5.2 Seasonal Bias and Spatial Patterns

The observed seasonal shift in ice-sheet-wide mean biases may reflect seasonally varying climatic processes that influence model performance differently over the year. While CARRA exhibits statistically significant mean biases in all seasons except summer, HIRHAM shows significant mean biases primarily in spring and summer, and MAR and RACMO primarily in autumn (Fig. A2). Seasonal biases, however, must be interpreted in light of the temporal limitations of the observations, of which 0.1 %–0.5 % are monthly measurements, while ∼ 80 % are annual/multi-annual means (Table 2), with dating often estimated from measurement peaks or melt horizons. These dating assumptions, which vary between sources, combined with the filtering of negative SMB data, particularly affect the robustness of spring and summer bias estimates. These factors leave a small fraction with which to reliably constrain bias patterns on a seasonal scale, making them inherently less robust than the annual means.

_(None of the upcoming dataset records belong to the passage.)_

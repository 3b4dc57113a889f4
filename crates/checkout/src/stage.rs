//! Order write stages.

use serde::{Deserialize, Serialize};

/// How far a single order write has progressed.
///
/// State transitions:
/// ```text
/// Created ──► ItemsPending ──► ItemsCommitted ──► StockAdjusted
///                  │                 │
///                  └─────────────────┴──► RolledBack
/// ```
#[derive(Debug, Clone, Copy, PartialEq, Eq, Hash, Serialize, Deserialize, Default)]
#[serde(rename_all = "snake_case")]
pub enum WriteStage {
    /// The order row exists; no lines yet.
    #[default]
    Created,

    /// The line batch has been sent.
    ItemsPending,

    /// Every line is written; stock not yet touched.
    ItemsCommitted,

    /// Every line's stock has been adjusted (terminal state).
    StockAdjusted,

    /// The write failed and its rows were removed (terminal state).
    RolledBack,
}

impl WriteStage {
    /// Returns true if a failure at this stage must undo earlier writes.
    pub fn needs_rollback(&self) -> bool {
        matches!(self, WriteStage::ItemsPending | WriteStage::ItemsCommitted)
    }

    /// Returns true if this is a terminal state.
    pub fn is_terminal(&self) -> bool {
        matches!(self, WriteStage::StockAdjusted | WriteStage::RolledBack)
    }

    /// Returns the stage name as a string.
    pub fn as_str(&self) -> &'static str {
        match self {
            WriteStage::Created => "created",
            WriteStage::ItemsPending => "items_pending",
            WriteStage::ItemsCommitted => "items_committed",
            WriteStage::StockAdjusted => "stock_adjusted",
            WriteStage::RolledBack => "rolled_back",
        }
    }
}

impl std::fmt::Display for WriteStage {
    fn fmt(&self, f: &mut std::fmt::Formatter<'_>) -> std::fmt::Result {
        write!(f, "{}", self.as_str())
    }
}

#[cfg(test)]
mod tests {
    use super::*;

    #[test]
    fn test_default_stage_is_created() {
        assert_eq!(WriteStage::default(), WriteStage::Created);
    }

    #[test]
    fn test_needs_rollback() {
        assert!(!WriteStage::Created.needs_rollback());
        assert!(WriteStage::ItemsPending.needs_rollback());
        assert!(WriteStage::ItemsCommitted.needs_rollback());
        assert!(!WriteStage::StockAdjusted.needs_rollback());
        assert!(!WriteStage::RolledBack.needs_rollback());
    }

    #[test]
    fn test_terminal_stages() {
        assert!(!WriteStage::Created.is_terminal());
        assert!(!WriteStage::ItemsPending.is_terminal());
        assert!(!WriteStage::ItemsCommitted.is_terminal());
        assert!(WriteStage::StockAdjusted.is_terminal());
        assert!(WriteStage::RolledBack.is_terminal());
    }

    #[test]
    fn test_display() {
        assert_eq!(WriteStage::ItemsCommitted.to_string(), "items_committed");
        assert_eq!(WriteStage::RolledBack.to_string(), "rolled_back");
    }
}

5.3 Temporal Trends and Temperature Sensitivity

The tendency for the bias-correction to temper mean accumulation trends for MAR, RACMO and CARRA may indicate that these models are overly sensitive to warming air temperatures, while HIRHAM, whose trends are slightly amplified by the adjustment, may be under-sensitive. However, this apparent sensitivity may be linked to model bias structures and stronger corrections applied to earlier, less well-constrained periods. All models show strong trends in the high accumulation south, coinciding with where net biases are largest (Fig. 3) and observations are sparse in earlier periods (Fig. A1). For MAR, RACMO and CARRA, with high positive biases dominating in the south, bias-adjustment reduces accumulation means on average, more strongly in earlier periods fitting periods (Table 4). Conversely, for HIRHAM, initially biased low in the south, mean accumulation is scaled up by the adjustment, more so in earlier periods.

HIRHAM and MAR's longer historical coverage (1960–2022) provides more statistically robust estimates, supported by lower uncertainties and p-values of ≤ 0.01. These longer-term trends are more resilient to inter-annual variability, which can dominate shorter records and obscure underlying trends. As such, the longer records provided by HIRHAM and MAR spanning 1960–2022, likely provide the most statistically reliable estimate of long-term accumulation trends, due to their extended temporal coverage. Although spatial trend patterns are illustrated for the shorter 1991–2022 period, the strong consistency in the sign and structure across models suggests that the broad-scale spatial contrasts, particularly the east–west contrast and strong southern gradients, are robust features (Fig. 5).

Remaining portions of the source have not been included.